Open sessions

BARNETT WEISS budweiss at verizon.net
Sat Jun 21 00:50:21 CDT 2008


Well well well, "Someone's gone and put orange juice in my orange juice." as the great W.C.  Fields used to say.  

I loved open public sessions and have conducted somewhere around 500 over the years beginning with a few at Beacon and of course for the year or so that I was in charge of 3 nights a week at the Moreno Theater in New York City in the late 60s. 
I remember Marsha or Hanna Saying that a couple came up to them after a particularly intense session and asked,"That was a wonderful show. Who does your costumes for you; they were so perfect for the play?" 

My point in that and I suppose either Marsha's or Hanna's was that the action was too real for these folks and so the way they took care of themselves was to deny that it was real. I was never really worried about what would take place on the stage with the protagonist or those chosen to participate from the audience as auxiliaries, it was the remaining audience about whom I was concerned. 
Having an assisting team made it so much easier and they were built out of the following I achieved over the first couple of months that I was running sessions.
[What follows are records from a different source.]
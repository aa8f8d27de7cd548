//! Rule files known to the analysis, and immutable snapshots of them.

use std::path::{Path, PathBuf};
use std::sync::Arc;

use indexmap::IndexMap;
use parking_lot::RwLock;

use super::ids::Revision;
use crate::base::{FileId, LineIndex};
use crate::syntax::RuleFile;

/// One file's tree as of one revision.
///
/// Cheap to clone; resolution only ever reads through one of these, so
/// edits made while a request runs are never observed half-way.
#[derive(Clone, Debug)]
pub struct FileSnapshot {
    file_id: FileId,
    revision: Revision,
    tree: Arc<RuleFile>,
    line_index: Option<Arc<LineIndex>>,
}

impl FileSnapshot {
    /// A standalone snapshot, outside any [`FileSet`].
    pub fn new(file_id: FileId, tree: RuleFile) -> Self {
        Self {
            file_id,
            revision: Revision::default(),
            tree: Arc::new(tree),
            line_index: None,
        }
    }

    pub fn with_revision(mut self, revision: Revision) -> Self {
        self.revision = revision;
        self
    }

    pub fn with_text(mut self, text: &str) -> Self {
        self.line_index = Some(Arc::new(LineIndex::new(text)));
        self
    }

    pub fn file_id(&self) -> FileId {
        self.file_id
    }

    pub fn revision(&self) -> Revision {
        self.revision
    }

    pub fn tree(&self) -> &RuleFile {
        &self.tree
    }

    /// Present only when the file was registered with its text.
    pub fn line_index(&self) -> Option<&LineIndex> {
        self.line_index.as_deref()
    }
}

/// Manages the mapping between file paths and FileIds, and the latest
/// snapshot of each file.
#[derive(Debug, Default)]
pub struct FileSet {
    inner: RwLock<FileSetInner>,
}

#[derive(Debug, Default)]
struct FileSetInner {
    /// Path → FileId mapping
    path_to_id: IndexMap<PathBuf, FileId>,
    /// FileId → Path mapping (reverse lookup)
    id_to_path: IndexMap<FileId, PathBuf>,
    snapshots: IndexMap<FileId, FileSnapshot>,
    /// Next FileId to assign
    next_id: u32,
    /// Shared by all files so a removed-then-re-added file never reuses a
    /// revision.
    last_revision: Revision,
}

impl FileSet {
    pub fn new() -> Self {
        Self::default()
    }

    /// Get or create a FileId for a path.
    pub fn file_id(&self, path: &Path) -> FileId {
        // Fast path: read lock
        {
            let inner = self.inner.read();
            if let Some(&id) = inner.path_to_id.get(path) {
                return id;
            }
        }

        // Slow path: write lock
        let mut inner = self.inner.write();

        // Double-check
        if let Some(&id) = inner.path_to_id.get(path) {
            return id;
        }

        let id = FileId::new(inner.next_id);
        inner.next_id += 1;
        inner.path_to_id.insert(path.to_owned(), id);
        inner.id_to_path.insert(id, path.to_owned());
        id
    }

    /// FileId of an already-known path, without assigning one.
    pub fn lookup(&self, path: &Path) -> Option<FileId> {
        self.inner.read().path_to_id.get(path).copied()
    }

    pub fn path(&self, file: FileId) -> Option<PathBuf> {
        self.inner.read().id_to_path.get(&file).cloned()
    }

    /// Replace a file's tree. Returns the new revision.
    ///
    /// `text`, when given, backs line/column conversions for the file.
    pub fn set_tree(&self, file: FileId, tree: RuleFile, text: Option<&str>) -> Revision {
        let mut inner = self.inner.write();
        inner.last_revision = inner.last_revision.next();
        let mut snapshot = FileSnapshot::new(file, tree).with_revision(inner.last_revision);
        if let Some(text) = text {
            snapshot = snapshot.with_text(text);
        }
        inner.snapshots.insert(file, snapshot);
        inner.last_revision
    }

    pub fn snapshot(&self, file: FileId) -> Option<FileSnapshot> {
        self.inner.read().snapshots.get(&file).cloned()
    }

    pub fn revision(&self, file: FileId) -> Option<Revision> {
        self.inner.read().snapshots.get(&file).map(|s| s.revision)
    }

    /// Remove a file from the set.
    pub fn remove(&self, file: FileId) {
        let mut inner = self.inner.write();
        if let Some(path) = inner.id_to_path.swap_remove(&file) {
            inner.path_to_id.swap_remove(&path);
        }
        inner.snapshots.swap_remove(&file);
    }

    pub fn len(&self) -> usize {
        self.inner.read().path_to_id.len()
    }

    pub fn is_empty(&self) -> bool {
        self.len() == 0
    }

    /// Files that currently have a tree.
    pub fn files(&self) -> Vec<FileId> {
        self.inner.read().snapshots.keys().copied().collect()
    }

    /// The latest snapshot of every file, in registration order.
    pub fn snapshots(&self) -> Vec<FileSnapshot> {
        self.inner.read().snapshots.values().cloned().collect()
    }
}
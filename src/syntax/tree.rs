//! Parsed rule-file nodes.
//!
//! The parser that produces these lives outside this crate; everything
//! here is plain, immutable data with a [`TextRange`] on every node so the
//! resolver can locate the node enclosing a position.

use smol_str::SmolStr;

use crate::base::{TextRange, TextSize};

// ============================================================================
// FILE
// ============================================================================

/// One parsed `.drl` file.
#[derive(Clone, Debug, Default, PartialEq)]
pub struct RuleFile {
    /// `package a.b;` declaration, if any.
    pub package: Option<SmolStr>,
    pub imports: Vec<Import>,
    pub declared_types: Vec<TypeDeclaration>,
    pub globals: Vec<GlobalVariable>,
    pub functions: Vec<FunctionDeclaration>,
    pub rules: Vec<Rule>,
    /// `unit MyUnit;` declaration, if any.
    pub unit: Option<UnitRef>,
    pub range: TextRange,
}

impl RuleFile {
    /// Find the rule whose range contains `offset`.
    pub fn rule_at(&self, offset: TextSize) -> Option<(usize, &Rule)> {
        self.rules
            .iter()
            .enumerate()
            .find(|(_, rule)| rule.range.contains_inclusive(offset))
    }

    /// Look up a rule by name. The first rule with that name wins.
    pub fn rule_by_name(&self, name: &str) -> Option<(usize, &Rule)> {
        self.rules
            .iter()
            .enumerate()
            .find(|(_, rule)| rule.name == name)
    }

    /// Imports of a single kind, in file order.
    pub fn imports_of(&self, kind: ImportKind) -> impl Iterator<Item = &Import> {
        self.imports.iter().filter(move |import| import.kind == kind)
    }
}

// ============================================================================
// IMPORTS & DECLARATIONS
// ============================================================================

/// The flavour of an `import` clause.
#[derive(Clone, Copy, Debug, PartialEq, Eq, Hash)]
pub enum ImportKind {
    /// `import a.b.Type;`
    Class,
    /// `import a.b.*;`
    Package,
    /// `import static a.b.Type.member;` or `import static a.b.Type.*;`
    Static,
    /// `import function a.b.Type.method;`
    Function,
}

#[derive(Clone, Debug, PartialEq, Eq)]
pub struct Import {
    /// Target as written, including a trailing `.*` for wildcards.
    pub target: SmolStr,
    pub kind: ImportKind,
    pub range: TextRange,
}

impl Import {
    pub fn is_wildcard(&self) -> bool {
        self.target.ends_with(".*")
    }

    /// Target without the trailing `.*`.
    pub fn path(&self) -> &str {
        self.target.trim_end_matches(".*")
    }

    /// Last segment of the target (`List` for `java.util.List`).
    pub fn simple_name(&self) -> &str {
        let path = self.path();
        path.rsplit_once('.').map_or(path, |(_, name)| name)
    }

    /// Split a member import into `(container type, member)`.
    ///
    /// `a.B.m` gives `("a.B", "m")`, `a.B.*` gives `("a.B", "*")`.
    pub fn container_and_member(&self) -> Option<(&str, &str)> {
        self.target.rsplit_once('.')
    }
}

/// Whether a `declare` introduces a class-shaped or enum-shaped type.
#[derive(Clone, Copy, Debug, PartialEq, Eq, Hash)]
pub enum DeclShape {
    Class,
    Enum,
}

/// `declare Person name : String end` or `declare enum Color ... end`.
#[derive(Clone, Debug, PartialEq, Eq)]
pub struct TypeDeclaration {
    pub name: SmolStr,
    pub shape: DeclShape,
    pub fields: Vec<FieldDecl>,
    pub range: TextRange,
}

#[derive(Clone, Debug, PartialEq, Eq)]
pub struct FieldDecl {
    pub name: SmolStr,
    pub type_name: SmolStr,
}

/// `global java.util.List items;`
#[derive(Clone, Debug, PartialEq, Eq)]
pub struct GlobalVariable {
    pub name: SmolStr,
    pub type_name: SmolStr,
    pub range: TextRange,
}

#[derive(Clone, Debug, PartialEq, Eq)]
pub struct FunctionDeclaration {
    pub name: SmolStr,
    /// `None` for `void`.
    pub return_type: Option<SmolStr>,
    pub params: Vec<Param>,
    pub range: TextRange,
}

#[derive(Clone, Debug, PartialEq, Eq)]
pub struct Param {
    pub name: SmolStr,
    pub type_name: SmolStr,
}

/// `unit MyUnit;`
#[derive(Clone, Debug, PartialEq, Eq)]
pub struct UnitRef {
    pub name: SmolStr,
    pub range: TextRange,
}

// ============================================================================
// RULES
// ============================================================================

#[derive(Clone, Debug, PartialEq)]
pub struct Rule {
    pub name: SmolStr,
    /// `rule R2 extends R1`
    pub parent: Option<ParentRef>,
    pub condition: ConditionSection,
    pub action: ActionSection,
    pub range: TextRange,
}

#[derive(Clone, Debug, PartialEq, Eq)]
pub struct ParentRef {
    pub name: SmolStr,
    pub range: TextRange,
}

/// The `when` part of a rule.
#[derive(Clone, Debug, Default, PartialEq, Eq)]
pub struct ConditionSection {
    pub patterns: Vec<Pattern>,
    pub range: TextRange,
}

/// The `then` part of a rule.
#[derive(Clone, Debug, Default, PartialEq)]
pub struct ActionSection {
    pub statements: Vec<Statement>,
    pub range: TextRange,
}

// ============================================================================
// PATTERNS
// ============================================================================

#[derive(Clone, Debug, PartialEq, Eq)]
pub struct Pattern {
    pub kind: PatternKind,
    pub range: TextRange,
}

#[derive(Clone, Debug, PartialEq, Eq)]
pub enum PatternKind {
    /// `$f : Fact( constraints )`, or `Fact()` without a bind.
    Bind {
        name: Option<SmolStr>,
        constrained_type: SmolStr,
        constraints: Vec<Pattern>,
    },
    /// `$n : name` inside a constraint list.
    FieldBind { name: SmolStr, field: SmolStr },
    /// `$p : /persons/addresses` (OOPath).
    PathBind {
        name: Option<SmolStr>,
        segments: Vec<PathSegment>,
    },
    /// `accumulate( source ; $total : sum($x) )`.
    Accumulate {
        name: SmolStr,
        function: SmolStr,
        source: Vec<Pattern>,
    },
    /// `not`, `exists`, `or`, ... around nested patterns.
    Group {
        op: GroupOp,
        children: Vec<Pattern>,
    },
}

#[derive(Clone, Copy, Debug, PartialEq, Eq, Hash)]
pub enum GroupOp {
    And,
    Or,
    Not,
    Exists,
    Forall,
}

/// One `/segment` of an OOPath.
#[derive(Clone, Debug, PartialEq, Eq)]
pub struct PathSegment {
    pub name: SmolStr,
    pub range: TextRange,
}

impl Pattern {
    /// Nested patterns, in source order.
    pub fn children(&self) -> &[Pattern] {
        match &self.kind {
            PatternKind::Bind { constraints, .. } => constraints,
            PatternKind::Accumulate { source, .. } => source,
            PatternKind::Group { children, .. } => children,
            PatternKind::FieldBind { .. } | PatternKind::PathBind { .. } => &[],
        }
    }

    /// The bind name this pattern introduces, if any.
    pub fn bind_name(&self) -> Option<&SmolStr> {
        match &self.kind {
            PatternKind::Bind { name, .. } | PatternKind::PathBind { name, .. } => name.as_ref(),
            PatternKind::FieldBind { name, .. } | PatternKind::Accumulate { name, .. } => {
                Some(name)
            }
            PatternKind::Group { .. } => None,
        }
    }
}

// ============================================================================
// STATEMENTS & EXPRESSIONS
// ============================================================================

#[derive(Clone, Debug, PartialEq)]
pub struct Statement {
    pub kind: StatementKind,
    pub range: TextRange,
}

#[derive(Clone, Debug, PartialEq)]
pub enum StatementKind {
    /// `Type name = init;` (or `var name = init;` with no written type).
    LocalDecl {
        name: SmolStr,
        type_name: Option<SmolStr>,
        init: Option<Expr>,
    },
    /// `target = value;`
    Assignment { target: SmolStr, value: Expr },
    Expr(Expr),
    /// `{ ... }`
    Block(Vec<Statement>),
}

impl Statement {
    /// Expressions directly owned by this statement (not nested blocks).
    pub fn exprs(&self) -> impl Iterator<Item = &Expr> {
        let expr = match &self.kind {
            StatementKind::LocalDecl { init, .. } => init.as_ref(),
            StatementKind::Assignment { value, .. } => Some(value),
            StatementKind::Expr(expr) => Some(expr),
            StatementKind::Block(_) => None,
        };
        expr.into_iter()
    }
}

#[derive(Clone, Debug, PartialEq)]
pub struct Expr {
    pub kind: ExprKind,
    pub range: TextRange,
}

#[derive(Clone, Debug, PartialEq)]
pub enum ExprKind {
    Literal(Literal),
    Name(SmolStr),
    New { type_name: SmolStr, args: Vec<Expr> },
    Cast { type_name: SmolStr, expr: Box<Expr> },
    Call {
        receiver: Option<Box<Expr>>,
        method: SmolStr,
        args: Vec<Expr>,
    },
    Field { receiver: Box<Expr>, field: SmolStr },
    /// Anything the parser did not break down further.
    Opaque(SmolStr),
}

#[derive(Clone, Debug, PartialEq)]
pub enum Literal {
    Int(i64),
    Long(i64),
    Double(f64),
    Bool(bool),
    Char(char),
    Str(SmolStr),
    Null,
}

impl Expr {
    fn unplaced(kind: ExprKind) -> Self {
        Self {
            kind,
            range: TextRange::default(),
        }
    }

    pub fn int(value: i64) -> Self {
        Self::unplaced(ExprKind::Literal(Literal::Int(value)))
    }

    pub fn string(value: &str) -> Self {
        Self::unplaced(ExprKind::Literal(Literal::Str(value.into())))
    }

    pub fn literal(literal: Literal) -> Self {
        Self::unplaced(ExprKind::Literal(literal))
    }

    pub fn name(name: &str) -> Self {
        Self::unplaced(ExprKind::Name(name.into()))
    }

    pub fn new_object(type_name: &str, args: Vec<Expr>) -> Self {
        Self::unplaced(ExprKind::New {
            type_name: type_name.into(),
            args,
        })
    }

    pub fn cast(type_name: &str, expr: Expr) -> Self {
        Self::unplaced(ExprKind::Cast {
            type_name: type_name.into(),
            expr: Box::new(expr),
        })
    }

    pub fn call(receiver: Option<Expr>, method: &str, args: Vec<Expr>) -> Self {
        Self::unplaced(ExprKind::Call {
            receiver: receiver.map(Box::new),
            method: method.into(),
            args,
        })
    }

    pub fn field(receiver: Expr, field: &str) -> Self {
        Self::unplaced(ExprKind::Field {
            receiver: Box::new(receiver),
            field: field.into(),
        })
    }

    pub fn opaque(text: &str) -> Self {
        Self::unplaced(ExprKind::Opaque(text.into()))
    }

    /// Direct sub-expressions, in source order.
    pub fn children(&self) -> Vec<&Expr> {
        match &self.kind {
            ExprKind::Literal(_) | ExprKind::Name(_) | ExprKind::Opaque(_) => Vec::new(),
            ExprKind::New { args, .. } => args.iter().collect(),
            ExprKind::Cast { expr, .. } => vec![expr],
            ExprKind::Call { receiver, args, .. } => {
                receiver.iter().map(|r| &**r).chain(args.iter()).collect()
            }
            ExprKind::Field { receiver, .. } => vec![receiver],
        }
    }

    /// Every bare name referenced by this expression, depth-first.
    ///
    /// Unqualified method calls (`insert(x)`) are reported too, since they
    /// resolve against functions and helper members.
    pub fn referenced_names(&self) -> Vec<(&SmolStr, TextRange)> {
        let mut out = Vec::new();
        self.collect_names(&mut out);
        out
    }

    fn collect_names<'a>(&'a self, out: &mut Vec<(&'a SmolStr, TextRange)>) {
        match &self.kind {
            ExprKind::Name(name) => out.push((name, self.range)),
            ExprKind::Call {
                receiver: None,
                method,
                ..
            } => out.push((method, self.range)),
            _ => {}
        }
        for child in self.children() {
            child.collect_names(out);
        }
    }
}
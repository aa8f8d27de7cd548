//! AnalysisHost and Analysis: editing, snapshots and concurrent queries.

use std::thread;

use drlscope::hir::{Origin, ResolveConfig, TypeDescriptor, TypeRegistry};
use drlscope::ide::AnalysisHost;
use drlscope::syntax::{Expr, RuleFile, RuleFileBuilder};
use drlscope::{LineCol, TextSize};

use crate::helpers::symbol_assertions::{names, names_from, statement_start};
use crate::helpers::type_fixtures::{HELPER, RULE_CONTEXT, TYPES};

fn rules(second_bind: &str) -> RuleFile {
    RuleFileBuilder::new()
        .global("java.util.List", "items")
        .rule("R1", |r| {
            r.when(|c| {
                c.bind("$f", "Fact");
            });
        })
        .rule("R2", |r| {
            r.extends("R1");
            r.when(|c| {
                c.bind(second_bind, "Fact");
            });
            r.then(|a| {
                a.expr(Expr::name("items"));
            });
        })
        .build()
}

fn host_with_fixture_types() -> AnalysisHost {
    let mut host = AnalysisHost::new();
    host.set_type_lookup(TYPES.clone());
    host
}

#[test]
fn test_edit_is_visible_in_new_analysis_only() {
    let mut host = host_with_fixture_types();
    let file = host.set_file("/rules/a.drl", rules("$g"));
    let before = host.analysis();

    let same = host.set_file("/rules/a.drl", rules("$h"));
    let after = host.analysis();

    assert_eq!(same, file);
    let position = statement_start(after.snapshot(file).unwrap().tree(), "R2", 0);
    assert_eq!(names(&before.bindings_at(file, position).unwrap()), vec!["$g", "$f"]);
    assert_eq!(names(&after.bindings_at(file, position).unwrap()), vec!["$h", "$f"]);
    assert!(after.snapshot(file).unwrap().revision() > before.snapshot(file).unwrap().revision());
}

#[test]
fn test_files_are_independent() {
    let mut host = host_with_fixture_types();
    let a = host.set_file("/a.drl", rules("$g"));
    let b = host.set_file("/b.drl", RuleFileBuilder::new().global("int", "other").build());
    let analysis = host.analysis();

    assert_ne!(a, b);
    assert_eq!(host.file_id("/b.drl"), Some(b));
    assert_eq!(host.file_count(), 2);
    let in_b = analysis.visible_symbols(b, TextSize::from(0)).unwrap();
    assert_eq!(names_from(&in_b, Origin::Global), vec!["other"]);
}

#[test]
fn test_replacing_types_refreshes_implicit_variables() {
    let mut host = AnalysisHost::new();
    let file = host.set_file("/a.drl", rules("$g"));
    let position = statement_start(host.analysis().snapshot(file).unwrap().tree(), "R2", 0);

    let without = host.analysis().visible_symbols(file, position).unwrap();
    host.set_type_lookup(TypeRegistry::new().with(TypeDescriptor::new(RULE_CONTEXT).in_library()));
    let with = host.analysis().visible_symbols(file, position).unwrap();

    assert!(names_from(&without, Origin::ImplicitVariable).is_empty());
    // RuleContext is also the last candidate for the helper variable.
    assert_eq!(names_from(&with, Origin::ImplicitVariable), vec!["kcontext", "drools"]);
}

#[test]
fn test_older_analysis_keeps_its_own_implicit_types() {
    let mut host = AnalysisHost::new();
    host.set_type_lookup(TypeRegistry::new().with(TypeDescriptor::new(RULE_CONTEXT).in_library()));
    let file = host.set_file("/a.drl", rules("$g"));
    let before = host.analysis();
    let position = statement_start(before.snapshot(file).unwrap().tree(), "R2", 0);

    host.set_type_lookup(TypeRegistry::new().with(TypeDescriptor::new(HELPER).in_library()));
    let after = host.analysis();
    let new_drools = after.find_symbol(file, position, "drools").unwrap().unwrap();
    let old_drools = before.find_symbol(file, position, "drools").unwrap().unwrap();

    assert_eq!(new_drools.declared_type.map(|t| t.to_string()), Some(HELPER.to_string()));
    assert_eq!(old_drools.declared_type.map(|t| t.to_string()), Some(RULE_CONTEXT.to_string()));
}

#[test]
fn test_implicit_cache_is_filled_per_file() {
    let mut host = host_with_fixture_types();
    let a = host.set_file("/a.drl", rules("$g"));
    let b = host.set_file("/b.drl", rules("$h"));
    let analysis = host.analysis();
    let position = statement_start(analysis.snapshot(a).unwrap().tree(), "R2", 0);

    analysis.visible_symbols(a, position).unwrap();
    analysis.visible_symbols(b, position).unwrap();
    assert_eq!(host.resolver().implicit_cache().len(), 2);

    host.remove_file("/b.drl");
    assert_eq!(host.resolver().implicit_cache().len(), 1);
}

#[test]
fn test_find_symbol_uses_precedence() {
    let mut host = host_with_fixture_types();
    let file = host.set_file("/a.drl", rules("$g"));
    let analysis = host.analysis();
    let position = statement_start(analysis.snapshot(file).unwrap().tree(), "R2", 0);

    let helper = analysis.find_symbol(file, position, "drools").unwrap().unwrap();
    let missing = analysis.find_symbol(file, position, "nothing").unwrap();

    assert_eq!(helper.declared_type.map(|t| t.to_string()), Some(HELPER.to_string()));
    assert!(missing.is_none());
}

#[test]
fn test_custom_config_reaches_resolution() {
    let config = ResolveConfig::default().with_implicit_variables(Vec::new());
    let mut host = AnalysisHost::with_config(config);
    host.set_type_lookup(TYPES.clone());
    let file = host.set_file("/a.drl", rules("$g"));
    let analysis = host.analysis();
    let position = statement_start(analysis.snapshot(file).unwrap().tree(), "R2", 0);

    let capabilities = analysis.capabilities(file, position).unwrap();

    assert!(!capabilities.contains(&Origin::ImplicitVariable));
    assert!(capabilities.contains(&Origin::PatternBind));
}

#[test]
fn test_concurrent_queries_on_one_snapshot() {
    let mut host = host_with_fixture_types();
    let file = host.set_file("/a.drl", rules("$g"));
    let analysis = host.analysis();
    let position = statement_start(analysis.snapshot(file).unwrap().tree(), "R2", 0);
    let expected = analysis.visible_symbols(file, position).unwrap();

    thread::scope(|scope| {
        let handles: Vec<_> = (0..4)
            .map(|_| {
                let analysis = analysis.clone();
                scope.spawn(move || analysis.visible_symbols(file, position).unwrap())
            })
            .collect();
        for handle in handles {
            assert_eq!(handle.join().unwrap(), expected);
        }
    });
}

#[test]
fn test_resolve_many_matches_single_queries() {
    let mut host = host_with_fixture_types();
    let file = host.set_file("/a.drl", rules("$g"));
    let analysis = host.analysis();
    let tree = analysis.snapshot(file).unwrap().tree();
    let queries: Vec<_> = tree
        .rules
        .iter()
        .flat_map(|rule| [rule.condition.range.start(), rule.action.range.start()])
        .map(|position| (file, position))
        .collect();

    let batched = analysis.resolve_many(&queries);

    for ((file, position), result) in queries.iter().zip(batched) {
        assert_eq!(result, analysis.visible_symbols(*file, *position));
    }
}

#[test]
fn test_line_col_conversions() {
    let mut host = AnalysisHost::new();
    let text = "rule R1\nwhen\nthen\nend\n";
    let file = host.set_file_text("/a.drl", rules("$g"), text);
    let analysis = host.analysis();

    assert_eq!(analysis.line_col(file, TextSize::from(9)).unwrap(), Some(LineCol::new(1, 1)));
    assert_eq!(analysis.offset(file, LineCol::new(2, 0)).unwrap(), Some(TextSize::from(13)));
    assert_eq!(analysis.offset(file, LineCol::new(9, 0)).unwrap(), None);
}
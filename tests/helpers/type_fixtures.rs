//! Host types shared by the integration tests.

use once_cell::sync::Lazy;

use drlscope::base::FileId;
use drlscope::hir::{FileSnapshot, TypeDescriptor, TypeRegistry};
use drlscope::syntax::RuleFile;

pub const RULE_CONTEXT: &str = "org.kie.api.runtime.rule.RuleContext";
pub const LEGACY_HELPER: &str = "org.drools.core.spi.KnowledgeHelper";
pub const HELPER: &str = "org.drools.core.rule.consequence.KnowledgeHelper";

/// A small host type system:
///
/// - `org.example`: `Fact`, `Person`, `Address`, `Utils`, `PersonUnit`
/// - `org.example.model`: `Order`, `Item`
/// - `java.lang.String`
/// - the runtime's `RuleContext` and the current `KnowledgeHelper` (but not
///   the legacy one), both library types
pub static TYPES: Lazy<TypeRegistry> = Lazy::new(|| {
    TypeRegistry::new()
        .with(TypeDescriptor::new("org.example.Fact"))
        .with(
            TypeDescriptor::new("org.example.Person")
                .with_method("getName", Some("java.lang.String"), &[])
                .with_method("setName", None, &["java.lang.String"])
                .with_method("getAddress", Some("org.example.Address"), &[]),
        )
        .with(
            TypeDescriptor::new("org.example.Address").with_method(
                "getCity",
                Some("java.lang.String"),
                &[],
            ),
        )
        .with(
            TypeDescriptor::new("org.example.Utils")
                .with_static_field("MAX", "int")
                .with_field("instanceOnly", "int")
                .with_static_method("clamp", Some("int"), &["int"])
                .with_static_method("clamp", Some("long"), &["long"])
                .with_method("helper", None, &[]),
        )
        .with(
            TypeDescriptor::new("org.example.PersonUnit")
                .with_method("getPersons", Some("DataStore<Person>"), &[])
                .with_method("getThreshold", Some("int"), &[])
                .with_method("setThreshold", None, &["int"])
                .with_method("log", None, &["java.lang.String"]),
        )
        .with(TypeDescriptor::new("org.example.model.Order"))
        .with(TypeDescriptor::new("org.example.model.Item"))
        .with(TypeDescriptor::new("java.lang.String").in_library())
        .with(TypeDescriptor::new(RULE_CONTEXT).in_library())
        .with(
            TypeDescriptor::new(HELPER)
                .in_library()
                .with_method("update", None, &["java.lang.Object"])
                .with_method("insert", None, &["java.lang.Object"]),
        )
});

/// The fixture types plus anything extra a test needs.
pub fn types_with(extra: Vec<TypeDescriptor>) -> TypeRegistry {
    extra
        .into_iter()
        .fold(TYPES.clone(), |registry, descriptor| registry.with(descriptor))
}

pub fn snapshot(tree: RuleFile) -> FileSnapshot {
    FileSnapshot::new(FileId::new(0), tree)
}
//! Errors surfaced by resolution.
//!
//! Unresolved names, dangling imports and inheritance cycles are not
//! errors: the affected provider simply contributes nothing. What remains
//! are the cases where a caller gets no authoritative answer at all.

use thiserror::Error;

use crate::base::FileId;

/// Errors that can end a resolution request early.
#[derive(Clone, Debug, PartialEq, Eq, Error)]
pub enum ScopeError {
    /// The caller cancelled the request. Retry later; the result is not
    /// "confirmed empty".
    #[error("resolution cancelled")]
    Cancelled,

    /// The file is not (or no longer) part of the analysis snapshot.
    #[error("unknown file: {0}")]
    UnknownFile(FileId),
}

impl ScopeError {
    pub fn is_cancelled(&self) -> bool {
        matches!(self, ScopeError::Cancelled)
    }
}

pub type ScopeResult<T> = Result<T, ScopeError>;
Also, I had superb support from Bonnie Weiss, my wife at the time who had seen and participated in so many psychodrama's prior to that time at Beacon and elsewhere with the Morenos. 

Dr and Zerka were found of saying that people are far tougher than we give them credit for. If you truly learn to follow the protagonist instead of pushing your own agenda, you will not harm them. That to me is the key and a huge part of becoming a recognized Director who can be trusted to handle open sessions. You have to learn how to get out of the way, trust the process and build safety in the space prior to the main action. 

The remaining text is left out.